PROBLEM REQUIREMENTS:
Each line of the data should be duplicated precisely.
RECORDS FOR THIS TASK section start
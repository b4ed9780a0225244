//! Wires the engine together and exposes what the screens can ask of it.

use crate::app_state::{AppState, PlateInput};
use crate::engine::coordinate::{CoordinatePlacer, Placement};
use crate::engine::input::parse_int_prefix;
use crate::engine::navigation::{Navigator, Transition};
use crate::engine::presentation::{MapWidget, PresentationSink};
use crate::engine::subscription_flow::{FlowError, SubscriptionFlow};
use crate::engine::view::ViewId;
use api::payment_gateway::PaymentGateway;
use api::plan::{PlanCatalog, SubscriptionPlan};
use api::prefs::app_prefs::AppPrefs;
use api::subscription_store::SubscriptionStore;
use api::validation::Validator;
use dioxus_logger::tracing::{debug, info};
use std::cell::Cell;
use std::rc::Rc;

/// Everything the engine talks to but does not own.
pub struct Collaborators<G> {
    pub presenter: Rc<dyn PresentationSink>,
    pub map: Rc<dyn MapWidget>,
    pub store: Rc<dyn SubscriptionStore>,
    pub validator: Rc<dyn Validator>,
    pub gateway: G,
}

/// One running instance of the estate client.
pub struct EstateApp<G> {
    state: AppState,
    presenter: Rc<dyn PresentationSink>,
    store: Rc<dyn SubscriptionStore>,
    validator: Rc<dyn Validator>,
    navigator: Rc<Navigator>,
    placer: Rc<CoordinatePlacer>,
    flow: SubscriptionFlow<G>,
    initialized: Cell<bool>,
    disposed: Cell<bool>,
}

impl<G: PaymentGateway> EstateApp<G> {
    pub fn new(prefs: &AppPrefs, catalog: PlanCatalog, collaborators: Collaborators<G>) -> Self {
        let Collaborators {
            presenter,
            map,
            store,
            validator,
            gateway,
        } = collaborators;

        let state = AppState::new();
        let placer = Rc::new(CoordinatePlacer::new(state.clone(), map));
        let navigator = Rc::new(Navigator::new(
            state.clone(),
            presenter.clone(),
            placer.clone(),
            prefs.transition_delay(),
        ));
        let flow = SubscriptionFlow::new(
            catalog,
            validator.clone(),
            gateway,
            store.clone(),
            navigator.clone(),
            presenter.clone(),
            prefs.gateway_timeout(),
        );

        Self {
            state,
            presenter,
            store,
            validator,
            navigator,
            placer,
            flow,
            initialized: Cell::new(false),
            disposed: Cell::new(false),
        }
    }

    pub fn state(&self) -> &AppState {
        &self.state
    }

    pub fn catalog(&self) -> &PlanCatalog {
        self.flow.catalog()
    }

    pub fn current_view(&self) -> ViewId {
        self.state.current_view()
    }

    pub fn is_disposed(&self) -> bool {
        self.disposed.get()
    }

    /// Shows the starting view, then skips straight to the map for
    /// returning subscribers. Only the first call does anything.
    pub fn init(&self) -> Option<Transition> {
        if self.initialized.replace(true) {
            return None;
        }
        self.presenter.set_active_view(self.state.current_view());
        if self.store.has_valid_subscription() {
            info!("valid subscription found, opening the map");
            Some(self.navigator.switch_view(ViewId::Map))
        } else {
            None
        }
    }

    /// Cancels anything in flight. Safe to call more than once.
    pub fn dispose(&self) {
        if !self.disposed.replace(true) {
            debug!("disposing estate app");
        }
        self.navigator.cancel_pending();
    }

    /// Handles the sign-in form.
    pub fn submit_credentials(&self, phone: &str) -> Option<Transition> {
        if self.validator.validate_phone(phone) {
            Some(self.navigator.switch_view(ViewId::Subscription))
        } else {
            self.presenter.show_error("invalid phone number");
            None
        }
    }

    /// Handles a click on a plan whose price attribute reads `raw`.
    ///
    /// A missing or zero price is ignored.
    pub async fn select_plan(&self, raw: &str) -> Result<Option<SubscriptionPlan>, FlowError> {
        match parse_int_prefix(raw) {
            None | Some(0) => {
                debug!("ignoring plan selection {raw:?}");
                Ok(None)
            }
            Some(amount) => self.flow.process_plan(amount).await.map(Some),
        }
    }

    pub async fn process_plan(&self, amount: i64) -> Result<SubscriptionPlan, FlowError> {
        self.flow.process_plan(amount).await
    }

    pub fn set_plate_input(&self, main: &str, sub: &str) {
        self.state.update(|s| {
            s.plate_input = PlateInput {
                main: main.to_owned(),
                sub: sub.to_owned(),
            }
        });
    }

    /// Places the typed plate on the map. Does nothing off the map view.
    pub fn search_plate(&self) -> Placement {
        if self.state.current_view() != ViewId::Map {
            return Placement::Skipped;
        }
        self.placer.place_from_input()
    }

    pub fn on_captcha_success(&self) {
        self.presenter.set_captcha_hint("");
    }

    pub fn on_captcha_error(&self) {
        self.presenter.show_error("captcha verification failed");
    }
}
RECORDS FOR THIS TASK section end
SOLUTION FOR THIS TASK:
repository b4ed9780a0225244
//! Wires the engine together and exposes what the screens can ask of it.

use crate::app_state::{AppState, PlateInput};
use crate::engine::coordinate::{CoordinatePlacer, Placement};
use crate::engine::input::parse_int_prefix;
use crate::engine::navigation::{Navigator, Transition};
use crate::engine::presentation::{MapWidget, PresentationSink};
use crate::engine::subscription_flow::{FlowError, SubscriptionFlow};
use crate::engine::view::ViewId;
use api::payment_gateway::PaymentGateway;
use api::plan::{PlanCatalog, SubscriptionPlan};
use api::prefs::app_prefs::AppPrefs;
use api::subscription_store::SubscriptionStore;
use api::validation::Validator;
use dioxus_logger::tracing::{debug, info};
use std::cell::Cell;
use std::rc::Rc;

/// Everything the engine talks to but does not own.
pub struct Collaborators<G> {
    pub presenter: Rc<dyn PresentationSink>,
    pub map: Rc<dyn MapWidget>,
    pub store: Rc<dyn SubscriptionStore>,
    pub validator: Rc<dyn Validator>,
    pub gateway: G,
}

/// One running instance of the estate client.
pub struct EstateApp<G> {
    state: AppState,
    presenter: Rc<dyn PresentationSink>,
    store: Rc<dyn SubscriptionStore>,
    validator: Rc<dyn Validator>,
    navigator: Rc<Navigator>,
    placer: Rc<CoordinatePlacer>,
    flow: SubscriptionFlow<G>,
    initialized: Cell<bool>,
    disposed: Cell<bool>,
}

impl<G: PaymentGateway> EstateApp<G> {
    pub fn new(prefs: &AppPrefs, catalog: PlanCatalog, collaborators: Collaborators<G>) -> Self {
        let Collaborators {
            presenter,
            map,
            store,
            validator,
            gateway,
        } = collaborators;

        let state = AppState::new();
        let placer = Rc::new(CoordinatePlacer::new(state.clone(), map));
        let navigator = Rc::new(Navigator::new(
            state.clone(),
            presenter.clone(),
            placer.clone(),
            prefs.transition_delay(),
        ));
        let flow = SubscriptionFlow::new(
            catalog,
            validator.clone(),
            gateway,
            store.clone(),
            navigator.clone(),
            presenter.clone(),
            prefs.gateway_timeout(),
        );

        Self {
            state,
            presenter,
            store,
            validator,
            navigator,
            placer,
            flow,
            initialized: Cell::new(false),
            disposed: Cell::new(false),
        }
    }

    pub fn state(&self) -> &AppState {
        &self.state
    }

    pub fn catalog(&self) -> &PlanCatalog {
        self.flow.catalog()
    }

    pub fn current_view(&self) -> ViewId {
        self.state.current_view()
    }

    pub fn is_disposed(&self) -> bool {
        self.disposed.get()
    }

    /// Shows the starting view, then skips straight to the map for
    /// returning subscribers. Only the first call does anything.
    pub fn init(&self) -> Option<Transition> {
        if self.initialized.replace(true) {
            return None;
        }
        self.presenter.set_active_view(self.state.current_view());
        if self.store.has_valid_subscription() {
            info!("valid subscription found, opening the map");
            Some(self.navigator.switch_view(ViewId::Map))
        } else {
            None
        }
    }

    /// Cancels anything in flight. Safe to call more than once.
    pub fn dispose(&self) {
        if !self.disposed.replace(true) {
            debug!("disposing estate app");
        }
        self.navigator.cancel_pending();
    }

    /// Handles the sign-in form.
    pub fn submit_credentials(&self, phone: &str) -> Option<Transition> {
        if self.validator.validate_phone(phone) {
            Some(self.navigator.switch_view(ViewId::Subscription))
        } else {
            self.presenter.show_error("invalid phone number");
            None
        }
    }

    /// Handles a click on a plan whose price attribute reads `raw`.
    ///
    /// A missing or zero price is ignored.
    pub async fn select_plan(&self, raw: &str) -> Result<Option<SubscriptionPlan>, FlowError> {
        match parse_int_prefix(raw) {
            None | Some(0) => {
                debug!("ignoring plan selection {raw:?}");
                Ok(None)
            }
            Some(amount) => self.flow.process_plan(amount).await.map(Some),
        }
    }

    pub async fn process_plan(&self, amount: i64) -> Result<SubscriptionPlan, FlowError> {
        self.flow.process_plan(amount).await
    }

    pub fn set_plate_input(&self, main: &str, sub: &str) {
        self.state.update(|s| {
            s.plate_input = PlateInput {
                main: main.to_owned(),
                sub: sub.to_owned(),
            }
        });
    }

    /// Places the typed plate on the map. Does nothing off the map view.
    pub fn search_plate(&self) -> Placement {
        if self.state.current_view() != ViewId::Map {
            return Placement::Skipped;
        }
        self.placer.place_from_input()
    }

    pub fn on_captcha_success(&self) {
        self.presenter.set_captcha_hint("");
    }

    pub fn on_captcha_error(&self) {
        self.presenter.show_error("captcha verification failed");
    }
}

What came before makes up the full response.